In der Umfrage habe ich außerdem die Zusammenarbeit der Vereine mit den Torhütertrainer*innen der Landesauswahlen bewerten lassen. Die Ergebnisse sind auch hier sehr ernüchternd, wie die zwei Grafiken zur Frage 9 und 10 zeigen. Ganze 16 von 20 Vereinen haben noch nie in irgendeiner Form mit den Torhütertrainer*innen der Landesauswahlen gearbeitet. Auch hier werden wir versuchen, gemeinsame Projekte auf den Weg zu bringen und bspw. Hospitationen zu ermöglichen. Trotzdem tragen auch hier beide Seiten die Verantwortung.

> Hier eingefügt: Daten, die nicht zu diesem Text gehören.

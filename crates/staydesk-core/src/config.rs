use serde::{Deserialize, Serialize};
use std::path::{Path, PathBuf};
use std::time::Duration;

/// Environment variable that overrides the backend origin
pub const API_URL_ENV: &str = "STAYDESK_API_URL";

/// Main configuration structure
///
/// Loaded from `config.toml`, then `STAYDESK_API_URL` wins over the file.
#[derive(Debug, Clone, Serialize, Deserialize, Default)]
pub struct Config {
    #[serde(default)]
    pub api: ApiConfig,
    #[serde(default)]
    pub session: SessionConfig,
    #[serde(default)]
    pub cache: CacheConfig,
    #[serde(default)]
    pub persist: PersistConfig,
    #[serde(default)]
    pub ui: UiConfig,
}

impl Config {
    /// Load config from the default location, falling back to defaults
    pub fn load() -> crate::Result<Self> {
        let mut config = Self::load_from(&Self::config_path()?)?;
        config.apply_env(std::env::var(API_URL_ENV).ok());
        Ok(config)
    }

    /// Read a config file; a missing file means all defaults
    pub fn load_from(path: &Path) -> crate::Result<Self> {
        if !path.exists() {
            return Ok(Self::default());
        }
        Self::from_toml(&std::fs::read_to_string(path)?)
    }

    pub fn from_toml(contents: &str) -> crate::Result<Self> {
        toml::from_str(contents)
            .map_err(|e| crate::Error::ConfigError(format!("Failed to parse config: {}", e)))
    }

    /// Apply the API origin override if one is set and non-empty
    pub fn apply_env(&mut self, api_url: Option<String>) {
        if let Some(url) = api_url.filter(|u| !u.trim().is_empty()) {
            self.api.base_url = url;
        }
    }

    pub fn to_toml(&self) -> crate::Result<String> {
        toml::to_string_pretty(self)
            .map_err(|e| crate::Error::ConfigError(format!("Failed to serialize config: {}", e)))
    }

    /// Write the file, refusing to clobber one that is already there
    /// unless `overwrite` is set. Returns whether anything was written.
    pub fn write_to(&self, path: &Path, overwrite: bool) -> crate::Result<bool> {
        if path.exists() && !overwrite {
            return Ok(false);
        }
        if let Some(parent) = path.parent() {
            std::fs::create_dir_all(parent)?;
        }
        std::fs::write(path, self.to_toml()?)?;
        Ok(true)
    }

    pub fn config_path() -> crate::Result<PathBuf> {
        let config_dir = dirs::config_dir()
            .ok_or_else(|| crate::Error::ConfigError("Could not find config directory".into()))?
            .join("staydesk");

        Ok(config_dir.join("config.toml"))
    }

    /// Where the local store (session, persisted UI state) lives
    pub fn storage_path() -> crate::Result<PathBuf> {
        let data_dir = dirs::data_dir()
            .ok_or_else(|| crate::Error::ConfigError("Could not find data directory".into()))?
            .join("staydesk");

        Ok(data_dir.join("storage.db"))
    }
}

#[derive(Debug, Clone, Serialize, Deserialize)]
pub struct ApiConfig {
    /// Backend origin including the API prefix
    #[serde(default = "default_base_url")]
    pub base_url: String,

    /// Bound on TCP/TLS connection setup. Requests never time out.
    #[serde(default)]
    pub connect_timeout_secs: Option<u64>,
}

fn default_base_url() -> String {
    "http://localhost:8000/api".to_string()
}

impl ApiConfig {
    pub fn connect_timeout(&self) -> Option<Duration> {
        self.connect_timeout_secs.map(Duration::from_secs)
    }
}

impl Default for ApiConfig {
    fn default() -> Self {
        Self {
            base_url: default_base_url(),
            connect_timeout_secs: None,
        }
    }
}

#[derive(Debug, Clone, Serialize, Deserialize)]
pub struct SessionConfig {
    /// Lifetime of the auth cookie
    #[serde(default = "default_cookie_ttl")]
    pub cookie_ttl_days: i64,
}

fn default_cookie_ttl() -> i64 {
    50
}

impl Default for SessionConfig {
    fn default() -> Self {
        Self {
            cookie_ttl_days: default_cookie_ttl(),
        }
    }
}

#[derive(Debug, Clone, Serialize, Deserialize)]
pub struct CacheConfig {
    /// Seconds an unobserved query result is kept around
    #[serde(default = "default_keep_unused")]
    pub keep_unused_secs: u64,
}

fn default_keep_unused() -> u64 {
    60
}

impl Default for CacheConfig {
    fn default() -> Self {
        Self {
            keep_unused_secs: default_keep_unused(),
        }
    }
}

#[derive(Debug, Clone, Serialize, Deserialize)]
pub struct PersistConfig {
    #[serde(default = "default_persist_key")]
    pub key: String,

    #[serde(default = "default_rehydrate_timeout")]
    pub rehydrate_timeout_ms: u64,
}

fn default_persist_key() -> String {
    "persist:root".to_string()
}

fn default_rehydrate_timeout() -> u64 {
    5000
}

impl Default for PersistConfig {
    fn default() -> Self {
        Self {
            key: default_persist_key(),
            rehydrate_timeout_ms: default_rehydrate_timeout(),
        }
    }
}

#[derive(Debug, Clone, Serialize, Deserialize)]
pub struct UiConfig {
    /// Rows per page in list views
    #[serde(default = "default_page_size")]
    pub page_size: u32,
}

fn default_page_size() -> u32 {
    10
}

impl Default for UiConfig {
    fn default() -> Self {
        Self {
            page_size: default_page_size(),
        }
    }
}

Die Vereine haben die Möglichkeit, die Landesauswahl Torhütertrainer*innen anzufragen für Hospitationen im eigenen Training (oder auch Weiterbildungen usw.).
Gleichwohl müssen aber auch die Torhütertrainer*innen der Landesauswahlen Möglichkeiten bieten und Vereine zu den Lehrgängen einladen oder auch mal von sich aus anbieten, bei einem Training vorbeizukommen.

Ebenfalls müssen wir uns als Bundesverband und als Torhütertrainer*innen der Nationalmannschaften weiterhin um die Erstellung einer DOSB Trainer B-Lizenz im Floorball bemühen sowie spezifischer um die Erstellung einer Torhütertrainer-Lizenz. Aus Gesprächen mit Kolleg*innen aus dem finnischen und schweizerischen Verband weiß ich, dass selbst in diesen Ländern in dem Bereich sehr wenig investiert wird. D.h. hier sehe ich das Potenzial einen großen Sprung an die Top4-Nationen heranzuschaffen, da diese uns noch nicht so viel weiter voraus sind als bei der Ausbildung der Feldspieler unserer Sportart.